Monday, April 7, 2014

On the Fluidity of Being a Reader

I've got a confession to make: I'm not doing such a great job as a reader right now.

I suppose, in some ways, I have an advantage over other folks stuck in reading ruts because I know the probable cause of mine. I happily spent all of last year reading a ton, in a specialized and critical manner. And I know that I should give myself permission to take a break from reading for a while now that that intense reading year is over.

But the thing is, I don't want to take a break from reading. I love books. I just can't seem to get into them right now, and that's really disappointing for me.

I love reading a great book. I love getting to know the characters, inhabiting the world of the book. I love the surprises, the twists and turns of an excellent plot. I love great language, the conversation between characters. I love reading.

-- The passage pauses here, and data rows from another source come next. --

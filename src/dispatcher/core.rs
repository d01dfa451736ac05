//! Dispatcher core module - hot path for request dispatch.

use http::Method;
use serde::Serialize;
use serde_json::Value;
use smallvec::SmallVec;
use std::sync::Arc;
use std::time::{Duration, Instant};
use tracing::debug;

use crate::middleware::Middleware;

/// Maximum inline headers before heap allocation
/// Most requests have ≤16 headers
pub const MAX_INLINE_HEADERS: usize = 16;

/// Stack-allocated header storage for the hot path
///
/// Header names use `Arc<str>` so repeated names (Content-Type, Origin, ...)
/// are cloned in O(1). Values remain `String` as they're per-request data.
pub type HeaderVec = SmallVec<[(Arc<str>, String); MAX_INLINE_HEADERS]>;

/// Request data passed through the middleware chain to a handler
#[derive(Debug, Clone)]
pub struct HandlerRequest {
    /// HTTP method (GET, POST, etc.)
    pub method: Method,
    /// Request path
    pub path: String,
    /// Name of the handler that should process this request (used in logs)
    pub handler_name: String,
    /// HTTP headers (stack-allocated for ≤16 headers)
    pub headers: HeaderVec,
    /// Request body parsed as JSON (if present)
    pub body: Option<Value>,
}

impl HandlerRequest {
    /// Create a request with no body
    #[must_use]
    pub fn new(method: Method, path: &str, headers: HeaderVec) -> Self {
        Self {
            method,
            path: path.to_string(),
            handler_name: String::new(),
            headers,
            body: None,
        }
    }

    /// Build a request from an `http::Request`
    ///
    /// Header values that are not valid visible ASCII are dropped; the body is
    /// left to the caller.
    #[must_use]
    pub fn from_http<B>(req: &http::Request<B>) -> Self {
        let headers: HeaderVec = req
            .headers()
            .iter()
            .filter_map(|(name, value)| {
                value
                    .to_str()
                    .ok()
                    .map(|v| (Arc::from(name.as_str()), v.to_string()))
            })
            .collect();

        Self {
            method: req.method().clone(),
            path: req.uri().path().to_string(),
            handler_name: String::new(),
            headers,
            body: None,
        }
    }

    /// Set the handler name reported in logs
    #[must_use]
    pub fn with_handler_name(mut self, name: &str) -> Self {
        self.handler_name = name.to_string();
        self
    }

    /// Get a header value by name (case-insensitive per RFC 7230)
    #[inline]
    #[must_use]
    pub fn get_header(&self, name: &str) -> Option<&str> {
        self.headers
            .iter()
            .find(|(k, _)| k.eq_ignore_ascii_case(name))
            .map(|(_, v)| v.as_str())
    }
}

/// Response returned by a handler or by a short-circuiting middleware
#[derive(Debug, Clone, Serialize)]
pub struct HandlerResponse {
    /// HTTP status code (200, 403, 204, etc.)
    pub status: u16,
    /// HTTP response headers (stack-allocated for ≤16 headers)
    #[serde(skip_serializing)]
    pub headers: HeaderVec,
    /// Response body as JSON
    pub body: Value,
}

impl HandlerResponse {
    /// Create a new response with the given status, headers, and body
    #[must_use]
    pub fn new(status: u16, headers: HeaderVec, body: Value) -> Self {
        Self {
            status,
            headers,
            body,
        }
    }

    /// Create a JSON response with default headers
    #[must_use]
    pub fn json(status: u16, body: Value) -> Self {
        let mut headers = HeaderVec::new();
        headers.push((Arc::from("content-type"), "application/json".to_string()));
        Self {
            status,
            headers,
            body,
        }
    }

    /// Create an error response
    #[must_use]
    pub fn error(status: u16, message: &str) -> Self {
        Self::json(status, serde_json::json!({ "error": message }))
    }

    /// Get a header value by name (case-insensitive)
    #[must_use]
    pub fn get_header(&self, name: &str) -> Option<&str> {
        self.headers
            .iter()
            .find(|(k, _)| k.eq_ignore_ascii_case(name))
            .map(|(_, v)| v.as_str())
    }

    /// Add or update a header
    pub fn set_header(&mut self, name: &str, value: String) {
        // Remove existing header with same name (case-insensitive)
        self.headers.retain(|(k, _)| !k.eq_ignore_ascii_case(name));
        self.headers.push((Arc::from(name), value));
    }

    /// Convert into an `http::Response` with the JSON body serialized
    ///
    /// A `Null` body becomes an empty body.
    ///
    /// # Errors
    ///
    /// Returns an error if the status code or a header is not valid HTTP.
    pub fn into_http(self) -> Result<http::Response<String>, http::Error> {
        let mut builder = http::Response::builder().status(self.status);
        for (name, value) in &self.headers {
            builder = builder.header(name.as_ref(), value.as_str());
        }
        let body = match self.body {
            Value::Null => String::new(),
            other => other.to_string(),
        };
        builder.body(body)
    }
}

/// Ordered middleware chain around a handler
///
/// Middleware is shared via `Arc` so a single dispatcher can be cloned into
/// every worker of the host server.
#[derive(Clone, Default)]
pub struct Dispatcher {
    /// Ordered list of middleware to apply to requests/responses
    pub middlewares: Vec<Arc<dyn Middleware>>,
}

impl Dispatcher {
    /// Create an empty dispatcher
    #[must_use]
    pub fn new() -> Self {
        Dispatcher {
            middlewares: Vec::new(),
        }
    }

    /// Add middleware to the processing pipeline
    ///
    /// Middleware is executed in the order it's added.
    pub fn add_middleware(&mut self, mw: Arc<dyn Middleware>) {
        self.middlewares.push(mw);
    }

    /// Run the middleware chain and, unless short-circuited, the handler
    ///
    /// Every middleware sees `before()` even after an earlier one produced a
    /// response, and every middleware sees `after()` on the final response.
    pub fn dispatch<H>(&self, request: &HandlerRequest, handler: H) -> HandlerResponse
    where
        H: FnOnce(&HandlerRequest) -> HandlerResponse,
    {
        let middleware_count = self.middlewares.len();
        debug!(
            method = %request.method,
            path = %request.path,
            middleware_count = middleware_count,
            "Middleware before execution"
        );

        let mut early_resp: Option<HandlerResponse> = None;
        for (idx, mw) in self.middlewares.iter().enumerate() {
            if early_resp.is_none() {
                early_resp = mw.before(request);
                if early_resp.is_some() {
                    debug!(
                        middleware_idx = idx,
                        middleware_name = std::any::type_name_of_val(mw.as_ref()),
                        "Middleware returned early response"
                    );
                }
            } else {
                mw.before(request);
            }
        }

        let (mut resp, latency) = match early_resp {
            Some(r) => (r, Duration::from_millis(0)),
            None => {
                let start = Instant::now();
                let r = handler(request);
                (r, start.elapsed())
            }
        };

        debug!(
            response_status = resp.status,
            latency_ms = latency.as_millis() as u64,
            "Middleware after execution"
        );

        for mw in &self.middlewares {
            mw.after(request, &mut resp, latency);
        }

        resp
    }
}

I just can't seem to find the right book for me right now.

Which has given me opportunity to think a bit about the readers' advisory aspects of youth librarianship. Namely, do we give kids space to be struggling as readers? Do we recognize, in the way we do our jobs, that a reading life is fluid? That it's not all the same all the time, with readers and reluctant readers statically on two ends of a spectrum?

Because what my personal reading rut is affirming for me is that if there is a reading spectrum, it's spherical and we each individually move across and around it all the time. Sometimes our preferred genres may very; sometimes we may only want to reread favorites; sometimes we voraciously read anything we can get our hands on; and sometimes we just might not be able to get into anything at all. It's all normal. The reading life is a fluid one.

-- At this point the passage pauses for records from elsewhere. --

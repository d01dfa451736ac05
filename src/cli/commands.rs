use crate::{
    config::{load_cors_conf, CorsConf},
    dispatcher::{Dispatcher, HandlerRequest, HandlerResponse, HeaderVec},
    middleware::{cors_middleware, CorsPolicy},
};
use anyhow::{bail, Context};
use clap::{Args, Parser, Subcommand};
use http::Method;
use std::path::{Path, PathBuf};
use std::sync::Arc;
use tracing::info;

/// Command-line interface for brrtcors
#[derive(Parser)]
#[command(name = "brrtcors")]
#[command(about = "Inspect, validate and exercise CORS policies", long_about = None)]
pub struct Cli {
    /// The subcommand to execute
    #[command(subcommand)]
    pub command: Commands,
}

/// Available CLI commands
#[derive(Subcommand)]
pub enum Commands {
    /// Print the resolved policy as YAML
    Show {
        /// CORS configuration file (YAML or JSON); the default policy if omitted
        #[arg(short, long)]
        config: Option<PathBuf>,
    },
    /// Load a configuration file and validate the policy
    Validate {
        /// CORS configuration file (YAML or JSON)
        #[arg(short, long)]
        config: PathBuf,
    },
    /// Evaluate a synthetic request against a policy
    Check(CheckArgs),
}

/// Arguments describing the request evaluated by `check`
#[derive(Args, Debug, Clone)]
pub struct CheckArgs {
    /// CORS configuration file (YAML or JSON); the default policy if omitted
    #[arg(short, long)]
    pub config: Option<PathBuf>,

    /// Value of the `Origin` header; omitted means a same-origin request
    #[arg(long)]
    pub origin: Option<String>,

    /// Request method
    #[arg(short, long, default_value = "GET")]
    pub method: String,

    /// Value of `Access-Control-Request-Method` (makes an OPTIONS request a preflight)
    #[arg(long)]
    pub request_method: Option<String>,

    /// Value of `Access-Control-Request-Headers`
    #[arg(long)]
    pub request_headers: Option<String>,

    /// Value of the `Host` header
    #[arg(long)]
    pub host: Option<String>,

    /// Request path
    #[arg(long, default_value = "/")]
    pub path: String,
}

fn load_policy(config: Option<&Path>) -> anyhow::Result<CorsPolicy> {
    match config {
        Some(path) => {
            let conf = load_cors_conf(path)?;
            let policy = CorsPolicy::try_from(&conf)
                .with_context(|| format!("Invalid CORS policy in '{}'", path.display()))?;
            Ok(policy)
        }
        None => Ok(CorsPolicy::default()),
    }
}

/// Run `args` through a dispatcher holding a CORS middleware for `policy`
///
/// The handler behind the middleware answers `200 {"handler": "reached"}`, so
/// a response without that body was produced by the middleware itself.
///
/// # Errors
///
/// Returns an error if `--method` is not a valid HTTP method.
pub fn check_request(policy: CorsPolicy, args: &CheckArgs) -> anyhow::Result<HandlerResponse> {
    let method = args
        .method
        .trim()
        .to_ascii_uppercase()
        .parse::<Method>()
        .with_context(|| format!("Invalid method '{}'", args.method))?;

    let mut headers = HeaderVec::new();
    let optional = [
        ("origin", &args.origin),
        ("host", &args.host),
        ("access-control-request-method", &args.request_method),
        ("access-control-request-headers", &args.request_headers),
    ];
    for (name, value) in optional {
        if let Some(value) = value {
            headers.push((Arc::from(name), value.clone()));
        }
    }

    let request = HandlerRequest::new(method, &args.path, headers).with_handler_name("cli_check");

    let mut dispatcher = Dispatcher::new();
    dispatcher.add_middleware(Arc::new(cors_middleware(policy)));

    Ok(dispatcher.dispatch(&request, |_req| {
        HandlerResponse::json(200, serde_json::json!({ "handler": "reached" }))
    }))
}

/// Execute a parsed command
///
/// # Errors
///
/// Returns an error if a configuration cannot be loaded, is invalid, or the
/// check request cannot be built.
pub fn run_cli(cli: Cli) -> anyhow::Result<()> {
    match cli.command {
        Commands::Show { config } => {
            let policy = load_policy(config.as_deref())?;
            let conf = CorsConf::from(&policy);
            let yaml = serde_yaml::to_string(&conf).context("Failed to render policy")?;
            print!("{}", yaml);
        }
        Commands::Validate { config } => {
            let policy = load_policy(Some(&config))?;
            if let Err(e) = policy.validate() {
                bail!("{}: {}", config.display(), e);
            }
            info!(config = %config.display(), "CORS configuration is valid");
            println!("✅ {} is valid", config.display());
        }
        Commands::Check(args) => {
            let policy = load_policy(args.config.as_deref())?;
            let resp = check_request(policy, &args)?;
            let reached = resp.body.get("handler").is_some();

            println!("status: {}", resp.status);
            println!(
                "handler: {}",
                if reached { "reached" } else { "short-circuited" }
            );
            for (name, value) in resp
                .headers
                .iter()
                .filter(|(name, _)| name.starts_with("access-control-") || name.as_ref() == "vary")
            {
                println!("{}: {}", name, value);
            }
        }
    }
    Ok(())
}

So while I try to claw my way out of my own reading rut, I'm going to slow down in my readers' advisory interactions with kids to make sure I'm listening to what's happening in their reading lives, and to do everything I can to help them find the right book right when they need it.


4 comments:

  1. I go through 1-2 long reading slumps a year. It used to make me feel a lot of guilt about not keeping up with kidlit, but then I realized I need an opportunity to explore more widely. So I read some trashy magazines and eventually I will come back to reading.

    I agree that those of us who work with kids should be honest about our own reading habits. Sometimes your mind just needs something other than a book for your own health!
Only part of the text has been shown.